[Stored items]
+ + + + +

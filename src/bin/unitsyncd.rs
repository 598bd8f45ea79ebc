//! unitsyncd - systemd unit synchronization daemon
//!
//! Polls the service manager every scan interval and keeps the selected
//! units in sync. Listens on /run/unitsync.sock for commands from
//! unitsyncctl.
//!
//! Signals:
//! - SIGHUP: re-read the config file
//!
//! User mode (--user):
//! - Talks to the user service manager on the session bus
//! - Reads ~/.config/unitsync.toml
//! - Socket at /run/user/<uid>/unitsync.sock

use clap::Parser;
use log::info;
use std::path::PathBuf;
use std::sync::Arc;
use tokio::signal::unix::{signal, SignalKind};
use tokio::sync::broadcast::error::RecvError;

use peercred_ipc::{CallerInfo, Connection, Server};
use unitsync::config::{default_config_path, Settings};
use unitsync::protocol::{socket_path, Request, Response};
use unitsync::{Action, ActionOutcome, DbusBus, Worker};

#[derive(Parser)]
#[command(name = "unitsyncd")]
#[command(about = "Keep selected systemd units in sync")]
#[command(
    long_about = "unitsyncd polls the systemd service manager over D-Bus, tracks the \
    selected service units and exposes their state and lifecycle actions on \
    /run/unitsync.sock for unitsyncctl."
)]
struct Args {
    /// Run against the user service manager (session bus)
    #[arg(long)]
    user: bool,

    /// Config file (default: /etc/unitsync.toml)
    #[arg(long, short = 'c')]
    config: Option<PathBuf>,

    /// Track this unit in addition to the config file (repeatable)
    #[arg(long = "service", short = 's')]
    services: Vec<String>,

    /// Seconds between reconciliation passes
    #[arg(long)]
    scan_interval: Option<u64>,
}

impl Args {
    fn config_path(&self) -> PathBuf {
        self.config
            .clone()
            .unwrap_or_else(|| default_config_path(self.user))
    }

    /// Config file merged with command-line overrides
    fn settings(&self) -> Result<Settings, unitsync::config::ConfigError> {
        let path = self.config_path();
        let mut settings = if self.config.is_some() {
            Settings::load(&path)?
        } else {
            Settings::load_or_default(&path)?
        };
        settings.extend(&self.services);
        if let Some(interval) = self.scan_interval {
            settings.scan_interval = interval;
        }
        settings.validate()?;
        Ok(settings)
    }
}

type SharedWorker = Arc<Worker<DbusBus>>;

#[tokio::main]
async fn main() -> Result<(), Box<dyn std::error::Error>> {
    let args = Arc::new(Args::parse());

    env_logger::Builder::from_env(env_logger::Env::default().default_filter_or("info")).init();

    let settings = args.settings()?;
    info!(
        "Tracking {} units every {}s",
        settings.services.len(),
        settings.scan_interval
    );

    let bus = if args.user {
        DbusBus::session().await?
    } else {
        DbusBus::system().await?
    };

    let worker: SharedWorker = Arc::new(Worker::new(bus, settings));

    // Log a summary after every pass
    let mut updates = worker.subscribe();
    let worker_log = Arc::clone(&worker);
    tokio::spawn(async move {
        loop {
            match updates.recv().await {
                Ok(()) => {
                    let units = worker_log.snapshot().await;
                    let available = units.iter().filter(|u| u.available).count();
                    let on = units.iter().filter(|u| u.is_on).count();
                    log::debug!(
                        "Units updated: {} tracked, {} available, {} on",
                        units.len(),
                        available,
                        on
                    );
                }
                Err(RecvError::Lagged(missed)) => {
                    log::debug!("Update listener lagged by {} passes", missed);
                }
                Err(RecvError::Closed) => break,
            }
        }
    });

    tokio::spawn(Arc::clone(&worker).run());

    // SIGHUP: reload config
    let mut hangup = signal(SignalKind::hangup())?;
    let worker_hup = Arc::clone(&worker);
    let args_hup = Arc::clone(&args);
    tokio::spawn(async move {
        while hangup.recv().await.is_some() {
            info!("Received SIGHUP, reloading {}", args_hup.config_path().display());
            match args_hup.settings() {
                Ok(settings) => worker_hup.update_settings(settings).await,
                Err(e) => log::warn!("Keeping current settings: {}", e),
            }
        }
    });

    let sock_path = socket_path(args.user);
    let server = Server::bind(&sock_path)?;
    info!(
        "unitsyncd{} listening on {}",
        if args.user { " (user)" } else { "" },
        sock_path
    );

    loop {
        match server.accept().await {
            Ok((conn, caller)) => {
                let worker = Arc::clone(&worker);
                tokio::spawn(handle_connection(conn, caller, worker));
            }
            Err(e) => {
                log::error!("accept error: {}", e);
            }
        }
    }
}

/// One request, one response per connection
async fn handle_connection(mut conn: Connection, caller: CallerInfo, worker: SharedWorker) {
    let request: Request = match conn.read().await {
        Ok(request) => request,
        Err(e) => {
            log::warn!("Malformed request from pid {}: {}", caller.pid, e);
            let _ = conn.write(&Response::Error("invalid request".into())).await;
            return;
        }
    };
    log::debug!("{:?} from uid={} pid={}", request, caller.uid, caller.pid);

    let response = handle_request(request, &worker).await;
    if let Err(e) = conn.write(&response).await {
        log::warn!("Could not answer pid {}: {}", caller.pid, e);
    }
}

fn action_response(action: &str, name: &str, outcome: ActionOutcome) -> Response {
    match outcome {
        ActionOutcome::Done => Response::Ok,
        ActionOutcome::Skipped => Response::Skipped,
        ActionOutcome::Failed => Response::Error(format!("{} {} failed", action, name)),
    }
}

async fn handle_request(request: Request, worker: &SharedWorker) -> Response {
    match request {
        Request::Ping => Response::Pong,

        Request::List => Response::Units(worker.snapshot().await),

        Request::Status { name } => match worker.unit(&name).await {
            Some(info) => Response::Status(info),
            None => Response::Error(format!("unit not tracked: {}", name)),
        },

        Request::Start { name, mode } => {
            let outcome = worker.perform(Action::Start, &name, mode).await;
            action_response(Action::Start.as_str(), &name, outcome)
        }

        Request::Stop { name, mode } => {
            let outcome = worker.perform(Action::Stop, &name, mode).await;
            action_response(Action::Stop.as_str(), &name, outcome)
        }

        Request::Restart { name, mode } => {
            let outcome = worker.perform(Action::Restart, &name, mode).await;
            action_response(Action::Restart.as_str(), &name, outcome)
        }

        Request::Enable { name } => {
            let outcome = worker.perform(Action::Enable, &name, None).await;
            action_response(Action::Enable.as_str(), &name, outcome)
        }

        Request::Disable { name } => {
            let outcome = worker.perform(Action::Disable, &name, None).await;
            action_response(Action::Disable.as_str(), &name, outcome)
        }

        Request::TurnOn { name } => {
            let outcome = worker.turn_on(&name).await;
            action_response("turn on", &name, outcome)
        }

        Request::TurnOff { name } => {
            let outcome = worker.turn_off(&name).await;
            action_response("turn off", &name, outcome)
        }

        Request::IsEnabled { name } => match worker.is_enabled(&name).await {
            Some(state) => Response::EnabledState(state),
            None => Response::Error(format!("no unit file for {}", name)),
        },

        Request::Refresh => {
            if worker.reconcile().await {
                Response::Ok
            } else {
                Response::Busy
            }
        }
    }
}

+ + + + +

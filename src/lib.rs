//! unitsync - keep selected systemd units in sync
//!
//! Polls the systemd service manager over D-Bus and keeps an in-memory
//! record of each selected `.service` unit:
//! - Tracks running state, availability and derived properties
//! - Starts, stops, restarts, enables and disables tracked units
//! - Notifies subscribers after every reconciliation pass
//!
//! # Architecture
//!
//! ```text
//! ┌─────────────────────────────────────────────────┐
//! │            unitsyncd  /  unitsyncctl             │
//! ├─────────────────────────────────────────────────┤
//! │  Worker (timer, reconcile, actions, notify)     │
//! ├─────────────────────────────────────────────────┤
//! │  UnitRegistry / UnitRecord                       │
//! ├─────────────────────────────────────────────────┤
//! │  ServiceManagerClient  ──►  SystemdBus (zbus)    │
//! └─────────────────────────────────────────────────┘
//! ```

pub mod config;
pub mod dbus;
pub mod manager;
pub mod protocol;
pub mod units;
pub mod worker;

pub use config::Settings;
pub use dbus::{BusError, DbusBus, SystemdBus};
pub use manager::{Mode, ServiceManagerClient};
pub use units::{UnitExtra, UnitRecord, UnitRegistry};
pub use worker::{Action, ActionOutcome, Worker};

+ + + + +

■ What the task requires ■
Search the entries above for "UnitRegistry". Show every line that has it.

■ Solution ■
//! │  UnitRegistry / UnitRecord                       │
pub use units::{UnitExtra, UnitRecord, UnitRegistry};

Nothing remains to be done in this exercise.